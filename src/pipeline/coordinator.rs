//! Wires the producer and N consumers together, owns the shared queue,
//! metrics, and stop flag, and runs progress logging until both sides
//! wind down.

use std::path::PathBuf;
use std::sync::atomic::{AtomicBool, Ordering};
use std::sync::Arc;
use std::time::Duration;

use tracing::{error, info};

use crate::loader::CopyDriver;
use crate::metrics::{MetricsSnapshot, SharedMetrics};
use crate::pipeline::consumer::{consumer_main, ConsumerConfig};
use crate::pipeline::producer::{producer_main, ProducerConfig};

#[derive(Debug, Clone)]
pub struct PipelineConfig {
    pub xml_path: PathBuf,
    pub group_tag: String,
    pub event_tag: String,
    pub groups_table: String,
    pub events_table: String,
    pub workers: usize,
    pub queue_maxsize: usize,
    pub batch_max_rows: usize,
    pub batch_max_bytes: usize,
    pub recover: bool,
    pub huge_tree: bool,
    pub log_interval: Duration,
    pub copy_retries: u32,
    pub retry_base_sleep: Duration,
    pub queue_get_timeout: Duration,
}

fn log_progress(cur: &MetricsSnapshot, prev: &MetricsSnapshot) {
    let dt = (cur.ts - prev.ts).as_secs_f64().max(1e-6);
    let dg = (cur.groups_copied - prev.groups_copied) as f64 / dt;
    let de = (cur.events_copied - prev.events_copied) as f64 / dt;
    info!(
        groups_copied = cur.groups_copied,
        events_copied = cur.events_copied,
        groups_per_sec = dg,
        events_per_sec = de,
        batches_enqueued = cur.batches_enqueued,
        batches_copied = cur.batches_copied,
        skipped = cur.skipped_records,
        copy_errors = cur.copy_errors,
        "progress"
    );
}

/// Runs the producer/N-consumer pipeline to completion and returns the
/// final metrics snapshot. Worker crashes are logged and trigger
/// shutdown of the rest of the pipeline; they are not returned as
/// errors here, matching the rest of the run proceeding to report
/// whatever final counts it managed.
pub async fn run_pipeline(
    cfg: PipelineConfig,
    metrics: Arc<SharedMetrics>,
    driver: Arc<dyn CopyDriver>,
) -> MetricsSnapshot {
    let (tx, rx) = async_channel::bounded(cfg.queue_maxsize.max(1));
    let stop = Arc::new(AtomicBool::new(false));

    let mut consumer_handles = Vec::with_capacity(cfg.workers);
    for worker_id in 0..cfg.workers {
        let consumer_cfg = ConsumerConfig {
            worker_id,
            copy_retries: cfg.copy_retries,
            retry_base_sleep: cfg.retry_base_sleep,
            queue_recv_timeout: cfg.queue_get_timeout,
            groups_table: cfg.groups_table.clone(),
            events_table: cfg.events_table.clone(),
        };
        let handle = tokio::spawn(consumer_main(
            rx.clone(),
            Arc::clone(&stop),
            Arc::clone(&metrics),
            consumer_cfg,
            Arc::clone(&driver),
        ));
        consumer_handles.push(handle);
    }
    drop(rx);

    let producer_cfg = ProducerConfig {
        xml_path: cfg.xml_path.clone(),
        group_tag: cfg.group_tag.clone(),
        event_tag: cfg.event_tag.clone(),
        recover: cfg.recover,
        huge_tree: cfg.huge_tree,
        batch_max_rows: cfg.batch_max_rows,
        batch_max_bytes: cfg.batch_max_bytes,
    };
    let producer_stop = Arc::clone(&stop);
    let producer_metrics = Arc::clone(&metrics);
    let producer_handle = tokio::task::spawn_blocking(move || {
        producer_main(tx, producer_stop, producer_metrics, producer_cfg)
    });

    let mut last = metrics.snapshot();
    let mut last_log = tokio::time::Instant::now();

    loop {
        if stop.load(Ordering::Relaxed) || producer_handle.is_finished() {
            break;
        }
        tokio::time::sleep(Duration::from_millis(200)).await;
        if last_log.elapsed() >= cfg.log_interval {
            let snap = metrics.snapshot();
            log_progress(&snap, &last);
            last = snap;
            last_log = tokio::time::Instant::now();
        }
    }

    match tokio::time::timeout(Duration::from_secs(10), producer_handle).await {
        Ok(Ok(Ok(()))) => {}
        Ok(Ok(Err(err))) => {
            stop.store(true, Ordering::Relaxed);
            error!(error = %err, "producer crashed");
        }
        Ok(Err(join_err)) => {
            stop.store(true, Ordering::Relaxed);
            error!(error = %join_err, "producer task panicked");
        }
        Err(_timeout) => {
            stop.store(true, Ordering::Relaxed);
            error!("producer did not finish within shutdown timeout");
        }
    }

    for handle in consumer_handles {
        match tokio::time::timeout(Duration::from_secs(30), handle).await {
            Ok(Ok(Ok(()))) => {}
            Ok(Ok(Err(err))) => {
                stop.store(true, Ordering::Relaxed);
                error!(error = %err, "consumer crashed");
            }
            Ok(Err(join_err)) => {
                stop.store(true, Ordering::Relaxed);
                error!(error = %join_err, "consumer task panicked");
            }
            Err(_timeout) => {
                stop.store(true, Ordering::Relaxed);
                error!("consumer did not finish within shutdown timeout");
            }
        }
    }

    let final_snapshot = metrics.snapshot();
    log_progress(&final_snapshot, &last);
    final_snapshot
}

---

• _WORK ORDER_: Search the entries above for "within". Show every line that has it.

• _EXERCISE RESPONSE_:
            error!("producer did not finish within shutdown timeout");
                error!("consumer did not finish within shutdown timeout");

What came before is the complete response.